A week ago I submitted an article by a representative of one of these
currents, Jorge Martin, describing apparently some alleged gains the
views of his current were making in the Bolivian labor movement. (I am
beginning to suspect and certainly hope that my concerns were
I submitted it because it was being published on a number of other
lists by people I respect as announcing a new wave of the upsurge in
Bolivia. The line that it claimed was being adopted by the Bolivian
labor movement (as I say, I suspect this claim was exaggerated at
least) struck me -- although I admittedly was not in a position to be
sure -- as a classic sectarian "Trotskyist" "permanent-revolutionary"
formula for disaster.
The mentality is one that assumes that the defeat of a revolutionary
upsurge is a small price to pay for discrediting "false leaders" like
Evo Morales, Chavez, Torres, not to mention poor Allende.
Lately I have had an opportunity to review some of the circumstances
surrounding Castro's denunciation of Trotskyism at a 1966 conference.

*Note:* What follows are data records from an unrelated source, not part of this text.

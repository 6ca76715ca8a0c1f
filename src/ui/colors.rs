use crossterm::style::{Color, Stylize};
use std::sync::atomic::{AtomicBool, Ordering};

/// Whether painted output carries ANSI color codes. Disabled by `--plain`
/// for terminals without color support or for plain text capture.
static COLORS_ENABLED: AtomicBool = AtomicBool::new(true);

pub fn set_colors_enabled(enabled: bool) {
    COLORS_ENABLED.store(enabled, Ordering::Relaxed);
}

pub fn colors_enabled() -> bool {
    COLORS_ENABLED.load(Ordering::Relaxed)
}

// Color accessors for the terminal output palette
pub fn header_fg() -> Color {
    Color::AnsiValue(201)
} // Bright magenta
pub fn info_fg() -> Color {
    Color::AnsiValue(51)
} // Bright cyan
pub fn data_fg() -> Color {
    Color::AnsiValue(46)
} // Bright green
pub fn warning_fg() -> Color {
    Color::AnsiValue(226)
} // Bright yellow
pub fn error_fg() -> Color {
    Color::AnsiValue(196)
} // Bright red

/// Apply a foreground color to a string for terminal display. Returns the
/// text unstyled when colors are disabled.
pub fn paint(text: &str, color: Color) -> String {
    if colors_enabled() {
        text.to_string().with(color).to_string()
    } else {
        text.to_string()
    }
}
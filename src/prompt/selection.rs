//! Interactive selection loop
//!
//! Asks a question, reads one line at a time, and matches the response
//! case-insensitively against either the abbreviation or the full name.
//! The question is repeated up to [`MAX_PROMPT_ATTEMPTS`] times before the
//! selection fails.

use crate::constants::MAX_PROMPT_ATTEMPTS;
use crate::error::AppError;
use crate::ui::colors;
use std::collections::HashMap;
use std::io::Write;
use tokio::io::{AsyncBufRead, AsyncBufReadExt, BufReader};

/// Drives the read/validate/retry loop against an arbitrary line source.
///
/// Each attempt prints the question, reads one line, and compares its
/// lowercase form against every abbreviation and every full name in
/// `options`. The first match resolves to the full name. After the last
/// failed attempt the error carries the final raw input.
///
/// # Arguments
/// * `reader` - Line source; stdin in the application, a buffer in tests
/// * `question` - Full question text, without trailing newline
/// * `options` - Abbreviation → name map to validate against
///
/// # Returns
/// * `Ok(String)` - The selected full name
/// * `Err(AppError::InvalidSelection)` - No attempt matched
/// * `Err(AppError::InputClosed)` - The line source reached end of input
pub async fn select_from_reader<R>(
    reader: &mut R,
    question: &str,
    options: &HashMap<String, String>,
) -> Result<String, AppError>
where
    R: AsyncBufRead + Unpin,
{
    let mut last_input = String::new();
    for _ in 0..MAX_PROMPT_ATTEMPTS {
        print!(
            "{}",
            colors::paint(&format!("\n{question}\n> "), colors::info_fg())
        );
        std::io::stdout().flush()?;

        let mut line = String::new();
        if reader.read_line(&mut line).await? == 0 {
            // End of input is not a failed attempt; the session ends here
            return Err(AppError::InputClosed);
        }
        let raw = line.trim_end_matches(['\n', '\r']).to_string();

        let lowercase = raw.to_lowercase();
        for (key, name) in options {
            if lowercase == key.to_lowercase() || lowercase == name.to_lowercase() {
                return Ok(name.clone());
            }
        }
        last_input = raw;
    }
    Err(AppError::invalid_selection(&last_input))
}

/// Stdin-backed wrapper around [`select_from_reader`].
pub async fn select_from_stdin(
    question: &str,
    options: &HashMap<String, String>,
) -> Result<String, AppError> {
    let mut reader = BufReader::new(tokio::io::stdin());
    select_from_reader(&mut reader, question, options).await
}

#[cfg(test)]
mod tests {
    use super::*;

    fn city_options() -> HashMap<String, String> {
        HashMap::from([
            ("C".to_string(), "Chicago".to_string()),
            ("NYC".to_string(), "New York City".to_string()),
            ("W".to_string(), "Washington".to_string()),
        ])
    }

    #[tokio::test]
    async fn test_select_accepts_abbreviation_case_insensitively() {
        let mut input = &b"nyc\n"[..];
        let selected = select_from_reader(&mut input, "Pick a city?", &city_options())
            .await
            .unwrap();
        assert_eq!(selected, "New York City");
    }

    #[tokio::test]
    async fn test_select_accepts_full_name() {
        let mut input = &b"chicago\n"[..];
        let selected = select_from_reader(&mut input, "Pick a city?", &city_options())
            .await
            .unwrap();
        assert_eq!(selected, "Chicago");
    }

    #[tokio::test]
    async fn test_select_resolves_on_third_attempt() {
        let mut input = &b"xyz\nXYZ\nc\n"[..];
        let selected = select_from_reader(&mut input, "Pick a city?", &city_options())
            .await
            .unwrap();
        assert_eq!(selected, "Chicago");
    }

    #[tokio::test]
    async fn test_select_fails_after_three_misses() {
        let mut input = &b"a\nb\nq\nc\n"[..];
        let err = select_from_reader(&mut input, "Pick a city?", &city_options())
            .await
            .unwrap_err();
        // The fourth line would have matched, but only three attempts exist
        assert!(matches!(err, AppError::InvalidSelection { ref input } if input == "q"));
    }

    #[tokio::test]
    async fn test_select_marks_empty_final_input() {
        let mut input = &b"a\nb\n\n"[..];
        // Third attempt is a blank line, reported with the empty marker
        let err = select_from_reader(&mut input, "Pick a city?", &city_options())
            .await
            .unwrap_err();
        assert!(matches!(err, AppError::InvalidSelection { ref input } if input == "''"));
    }

    #[tokio::test]
    async fn test_select_stops_at_end_of_input() {
        let mut input = &b"a\n"[..];
        // One miss, then the source closes; remaining attempts are not burned
        let err = select_from_reader(&mut input, "Pick a city?", &city_options())
            .await
            .unwrap_err();
        assert!(matches!(err, AppError::InputClosed));
    }

    #[tokio::test]
    async fn test_select_on_already_closed_input() {
        let mut input = &b""[..];
        let err = select_from_reader(&mut input, "Pick a city?", &city_options())
            .await
            .unwrap_err();
        assert!(matches!(err, AppError::InputClosed));
    }

    #[tokio::test]
    async fn test_select_does_not_accept_partial_input() {
        let mut input = &b"New\nNew York\nNew York City\n"[..];
        let selected = select_from_reader(&mut input, "Pick a city?", &city_options())
            .await
            .unwrap();
        assert_eq!(selected, "New York City");
    }
}
//! US Bikeshare Statistics Explorer Library
//!
//! This library backs an interactive terminal tool for exploring US
//! bikeshare trip data: it discovers city CSV datasets, walks the user
//! through city and time-filter selection, and prints descriptive
//! statistics about the filtered trips.
//!
//! The selection prompts are driven by an abbreviation engine with two
//! strategies: initials for composite city names ("New York City" answers
//! to "NYC") and shortest unique prefixes for plain words ("month" answers
//! to "m").
//!
//! # Examples
//!
//! ```rust
//! use ridestats::prompt::{AbbreviationStrategy, build_options};
//!
//! let (text, map) = build_options(
//!     &["Chicago", "New York City", "Washington"],
//!     AbbreviationStrategy::Acronym,
//! );
//! assert_eq!(text, "Chicago [C], New York City [NYC] or Washington [W]");
//! assert_eq!(map["NYC"], "New York City");
//! ```

pub mod app;
pub mod cli;
pub mod config;
pub mod constants;
pub mod data;
pub mod error;
pub mod logging;
pub mod prompt;
pub mod ui;

// Re-export commonly used types for convenience
pub use config::Config;
pub use data::{CityData, Trip, load_city_data};
pub use error::AppError;
pub use prompt::{AbbreviationStrategy, build_options, show_prompt};

/// Current version of the library
pub const VERSION: &str = env!("CARGO_PKG_VERSION");

/// Library name
pub const NAME: &str = env!("CARGO_PKG_NAME");
//! Bounded-memory segment builder: writes per-column and per-SSTable
//! components with the teacher's temp-path + rename-on-success atomicity
//! (spec.md §4.5), gated by a process-wide buffer limiter and instrumented
//! with named fault-injection hooks instead of bytecode weaving.
//!
//! Grounded on `src/sstable/builder.rs`'s `SstWriter::build` (open
//! `path.tmp`, write, flush, sync, rename) generalized from one big file to
//! many small named component files; fault injection generalizes the
//! teacher's `#[cfg(test)]` test-helper pattern into named callback hooks
//! checked at specific build steps.

use std::collections::HashMap;
use std::fs::{self, OpenOptions};
use std::io::Write;
use std::path::{Path, PathBuf};
use std::sync::{Condvar, Mutex};

use super::{component_path, write_footer, ComponentType, SegmentError};

/// Process-wide counter of bytes buffered across all concurrent segment
/// builds (spec.md §5's segment-buffer limiter). `reserve` blocks while
/// another build holds enough of the budget that this one can't fit,
/// except when the limiter is completely idle — an oversized single
/// component is then allowed through rather than deadlocking forever.
pub struct SegmentBufferLimiter {
    max_bytes: usize,
    in_use: Mutex<usize>,
    freed: Condvar,
}

impl SegmentBufferLimiter {
    /// Creates a limiter with the given byte budget.
    pub fn new(max_bytes: usize) -> Self {
        Self {
            max_bytes,
            in_use: Mutex::new(0),
            freed: Condvar::new(),
        }
    }

    /// Reserves `bytes`, blocking until enough budget is free (or the
    /// limiter is idle, for oversized single reservations).
    pub fn reserve(&self, bytes: usize) {
        let mut in_use = self.in_use.lock().unwrap_or_else(|e| e.into_inner());
        while *in_use > 0 && *in_use + bytes > self.max_bytes {
            in_use = self.freed.wait(in_use).unwrap_or_else(|e| e.into_inner());
        }
        *in_use += bytes;
    }

    /// Releases exactly what a prior `reserve` reserved.
    pub fn release(&self, bytes: usize) {
        let mut in_use = self.in_use.lock().unwrap_or_else(|e| e.into_inner());
        *in_use = in_use.saturating_sub(bytes);
        self.freed.notify_all();
    }

    /// Current reserved byte count (invariant: zero when no builds run).
    pub fn in_use(&self) -> usize {
        *self.in_use.lock().unwrap_or_else(|e| e.into_inner())
    }

    /// The configured byte budget. A column writer accumulating a segment
    /// in memory compares its own buffered size against this to decide when
    /// to flush the current segment and roll over to the next one (spec.md
    /// §4.5: "when the builder's buffered bytes exceed the limit, the
    /// current segment is flushed and a new segment begins").
    pub fn max_bytes(&self) -> usize {
        self.max_bytes
    }
}

impl Default for SegmentBufferLimiter {
    fn default() -> Self {
        Self::new(64 * 1024 * 1024)
    }
}

/// Named fault-injection hooks a test can arm to force a build failure at
/// a specific step, exercising spec.md §4.5's interruption-cleanup path
/// without a real IO fault.
#[derive(Default)]
pub struct FaultInjector {
    armed: Mutex<HashMap<&'static str, bool>>,
}

impl FaultInjector {
    /// A no-op injector; every hook point passes.
    pub fn new() -> Self {
        Self::default()
    }

    /// Arms `hook` to fail the next time it fires.
    pub fn arm(&self, hook: &'static str) {
        self.armed.lock().unwrap_or_else(|e| e.into_inner()).insert(hook, true);
    }

    /// Checks and disarms `hook`, returning an error if it was armed.
    pub fn fire(&self, hook: &'static str) -> Result<(), SegmentError> {
        let mut armed = self.armed.lock().unwrap_or_else(|e| e.into_inner());
        if armed.remove(hook).unwrap_or(false) {
            return Err(SegmentError::Injected(hook));
        }
        Ok(())
    }
}

/// Writes one SSTable's worth of segment components, tracking every file
/// created so a failed build can delete its partial output (spec.md
/// §4.5's interruption semantics).
pub struct SegmentBuilder<'a> {
    directory: PathBuf,
    sstable_name: String,
    version: u16,
    segment: u32,
    limiter: &'a SegmentBufferLimiter,
    faults: &'a FaultInjector,
    written: Vec<PathBuf>,
}

impl<'a> SegmentBuilder<'a> {
    /// Creates a builder writing components for `sstable_name` into
    /// `directory` at the crate's current format version, starting at
    /// segment ordinal 0.
    pub fn new(
        directory: impl Into<PathBuf>,
        sstable_name: impl Into<String>,
        limiter: &'a SegmentBufferLimiter,
        faults: &'a FaultInjector,
    ) -> Self {
        Self {
            directory: directory.into(),
            sstable_name: sstable_name.into(),
            version: super::CURRENT_VERSION,
            segment: 0,
            limiter,
            faults,
            written: Vec::new(),
        }
    }

    /// The segment ordinal this builder is currently writing into.
    pub fn segment(&self) -> u32 {
        self.segment
    }

    /// Whether a column writer reporting `buffered_bytes` of in-memory
    /// state has exceeded the builder's buffer budget and should flush its
    /// current segment before accepting more rows.
    pub fn should_flush(&self, buffered_bytes: usize) -> bool {
        buffered_bytes > self.limiter.max_bytes()
    }

    /// Closes out the current segment and rolls over to the next ordinal.
    /// Callers must have already flushed every component for the segment
    /// being closed (typically via [`Self::write_component`] /
    /// [`Self::write_marker`]) before calling this.
    pub fn begin_next_segment(&mut self) {
        self.segment += 1;
    }

    /// Writes a checksummed component: reserves `body.len()` against the
    /// buffer limiter, writes `body` plus a footer to a temp file, syncs,
    /// and renames into place.
    pub fn write_component(
        &mut self,
        column: Option<&str>,
        component: ComponentType,
        body: &[u8],
    ) -> Result<(), SegmentError> {
        self.faults.fire("before_component_write")?;

        self.limiter.reserve(body.len());
        let result = self.write_file(column, component, body, true);
        self.limiter.release(body.len());
        result
    }

    /// Writes an empty presence marker (no footer — spec.md §4.5).
    pub fn write_marker(
        &mut self,
        column: Option<&str>,
        component: ComponentType,
    ) -> Result<(), SegmentError> {
        self.faults.fire("before_marker_write")?;
        self.write_file(column, component, &[], false)
    }

    fn write_file(
        &mut self,
        column: Option<&str>,
        component: ComponentType,
        body: &[u8],
        with_footer: bool,
    ) -> Result<(), SegmentError> {
        let final_path = component_path(
            &self.directory,
            &self.sstable_name,
            self.version,
            self.segment,
            column,
            component,
        );
        let tmp_path = final_path.with_extension("tmp");

        let mut buf = body.to_vec();
        if with_footer {
            write_footer(&mut buf, self.version);
        }

        let mut file = OpenOptions::new()
            .create(true)
            .write(true)
            .truncate(true)
            .open(&tmp_path)
            .map_err(|source| SegmentError::Io {
                path: tmp_path.clone(),
                source,
            })?;
        file.write_all(&buf).map_err(|source| SegmentError::Io {
            path: tmp_path.clone(),
            source,
        })?;
        file.sync_all().map_err(|source| SegmentError::Io {
            path: tmp_path.clone(),
            source,
        })?;
        drop(file);

        self.faults.fire("before_rename")?;

        fs::rename(&tmp_path, &final_path).map_err(|source| SegmentError::Io {
            path: final_path.clone(),
            source,
        })?;
        self.written.push(final_path);
        Ok(())
    }

    /// Finalizes a successful build, returning every component path
    /// written (used to populate `META`/accounting).
    pub fn finish(self) -> Vec<PathBuf> {
        self.written
    }

    /// Deletes every component written so far — called when a build fails
    /// partway through (spec.md §4.5's interruption cleanup).
    pub fn abort(self) {
        for path in &self.written {
            let _ = fs::remove_file(path);
        }
    }
}

/// Deletes every per-column component for `column` under `directory`,
/// across all known component types and every segment ordinal in
/// `0..segment_count` — used when a column's build fails and no completion
/// marker was ever written, or when a column index is dropped. A build that
/// never rotated past its first segment passes `segment_count = 1`.
pub fn purge_column(
    directory: &Path,
    sstable_name: &str,
    version: u16,
    segment_count: u32,
    column: &str,
) -> Result<(), SegmentError> {
    const PER_COLUMN: &[ComponentType] = &[
        ComponentType::TermsData,
        ComponentType::TermsFooterPointer,
        ComponentType::PostingLists,
        ComponentType::KdTree,
        ComponentType::KdTreePostingLists,
        ComponentType::AnnGraph,
        ComponentType::AnnVectors,
        ComponentType::AnnPq,
        ComponentType::AnnOrdinals,
        ComponentType::Meta,
        ComponentType::ColumnCompletionMarker,
    ];
    for segment in 0..segment_count.max(1) {
        for &component in PER_COLUMN {
            let path = component_path(directory, sstable_name, version, segment, Some(column), component);
            if path.exists() {
                fs::remove_file(&path).map_err(|source| SegmentError::Io { path, source })?;
            }
        }
    }
    Ok(())
}

#[cfg(test)]
mod tests {
    use super::*;
    use tempfile::tempdir;

    #[test]
    fn writes_and_renames_a_component() {
        let dir = tempdir().unwrap();
        let limiter = SegmentBufferLimiter::new(1024);
        let faults = FaultInjector::new();
        let mut builder = SegmentBuilder::new(dir.path(), "sst-1", &limiter, &faults);

        builder
            .write_component(Some("email"), ComponentType::TermsData, b"payload")
            .unwrap();
        let written = builder.finish();
        assert_eq!(written.len(), 1);
        assert!(written[0].exists());
        assert_eq!(limiter.in_use(), 0);
    }

    #[test]
    fn marker_has_no_footer() {
        let dir = tempdir().unwrap();
        let limiter = SegmentBufferLimiter::new(1024);
        let faults = FaultInjector::new();
        let mut builder = SegmentBuilder::new(dir.path(), "sst-1", &limiter, &faults);

        builder
            .write_marker(Some("email"), ComponentType::ColumnCompletionMarker)
            .unwrap();
        let written = builder.finish();
        assert_eq!(fs::read(&written[0]).unwrap().len(), 0);
    }

    #[test]
    fn abort_deletes_partial_components() {
        let dir = tempdir().unwrap();
        let limiter = SegmentBufferLimiter::new(1024);
        let faults = FaultInjector::new();
        let mut builder = SegmentBuilder::new(dir.path(), "sst-1", &limiter, &faults);

        builder
            .write_component(Some("email"), ComponentType::TermsData, b"payload")
            .unwrap();
        let path = builder.written[0].clone();
        builder.abort();
        assert!(!path.exists());
    }

    #[test]
    fn injected_fault_fails_before_write() {
        let dir = tempdir().unwrap();
        let limiter = SegmentBufferLimiter::new(1024);
        let faults = FaultInjector::new();
        faults.arm("before_component_write");
        let mut builder = SegmentBuilder::new(dir.path(), "sst-1", &limiter, &faults);

        let err = builder
            .write_component(Some("email"), ComponentType::TermsData, b"payload")
            .unwrap_err();
        assert!(matches!(err, SegmentError::Injected("before_component_write")));
        assert_eq!(limiter.in_use(), 0);
    }

    #[test]
    fn limiter_releases_back_to_zero() {
        let limiter = SegmentBufferLimiter::new(10);
        limiter.reserve(10);
        assert_eq!(limiter.in_use(), 10);
        limiter.release(10);
        assert_eq!(limiter.in_use(), 0);
    }

    #[test]
    fn should_flush_compares_against_limiter_budget() {
        let dir = tempdir().unwrap();
        let limiter = SegmentBufferLimiter::new(100);
        let faults = FaultInjector::new();
        let builder = SegmentBuilder::new(dir.path(), "sst-1", &limiter, &faults);
        assert!(!builder.should_flush(100));
        assert!(builder.should_flush(101));
    }

    #[test]
    fn begin_next_segment_rotates_component_paths() {
        let dir = tempdir().unwrap();
        let limiter = SegmentBufferLimiter::new(1024);
        let faults = FaultInjector::new();
        let mut builder = SegmentBuilder::new(dir.path(), "sst-1", &limiter, &faults);
        assert_eq!(builder.segment(), 0);

        builder
            .write_component(Some("v"), ComponentType::TermsData, b"first")
            .unwrap();
        builder.begin_next_segment();
        assert_eq!(builder.segment(), 1);
        builder
            .write_component(Some("v"), ComponentType::TermsData, b"second")
            .unwrap();

        let written = builder.finish();
        assert_eq!(written.len(), 2);
        assert_ne!(written[0], written[1]);
        assert!(written[0].exists());
        assert!(written[1].exists());
    }

    #[test]
    fn purge_column_sweeps_every_segment_ordinal() {
        let dir = tempdir().unwrap();
        let limiter = SegmentBufferLimiter::new(1024);
        let faults = FaultInjector::new();
        let mut builder = SegmentBuilder::new(dir.path(), "sst-1", &limiter, &faults);
        builder
            .write_component(Some("v"), ComponentType::TermsData, b"first")
            .unwrap();
        builder.begin_next_segment();
        builder
            .write_component(Some("v"), ComponentType::TermsData, b"second")
            .unwrap();
        let written = builder.finish();
        assert!(written.iter().all(|p| p.exists()));

        purge_column(dir.path(), "sst-1", 0, 2, "v").unwrap();
        assert!(written.iter().all(|p| !p.exists()));
    }
}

Its not one of his better speeches, extremely sloppy about facts and
very trustful about Stalinist sources on the record of Trotskyism. I
am not surprised that it has no prominent place in anthologies of
Fidel. But it became clear to me that a central concern of Fidel's
was the influence a particular "Trotskyist" "Fourth Internationalist"
group-- the followers of Juan Posadas including the well know
journalist Adolfo Gilly -- were having on a promising guerrilla
movement in Guatemala. And that effect was totally ruinous. No blocs
with the Communist Party! Socialist revolution now (in the Guatemalan
countryside)! Mao, not Fidel! Who killed Che? (This was before Che
announced he was in Bolivia.)
The Posadas people were famous for ideas like nuclear war as the
solution to the world crisis of leadership and that spacemen from
socialist planets were htrying to help our struggle. But the
straight-up psychotic stuff was relatively harmless. It was their
real politics that were poison.
One last point: I may be a little behind the curve but is there such a
thing yet as the Argentinian revolution, let alone a leadership of
same. I lean toward caution about proclaiming such things. It seems
to me that Kirchner's actions indicate some forward motion by the
masses, but I need to know a lot more to say that the Argentinian
revolution is now underway.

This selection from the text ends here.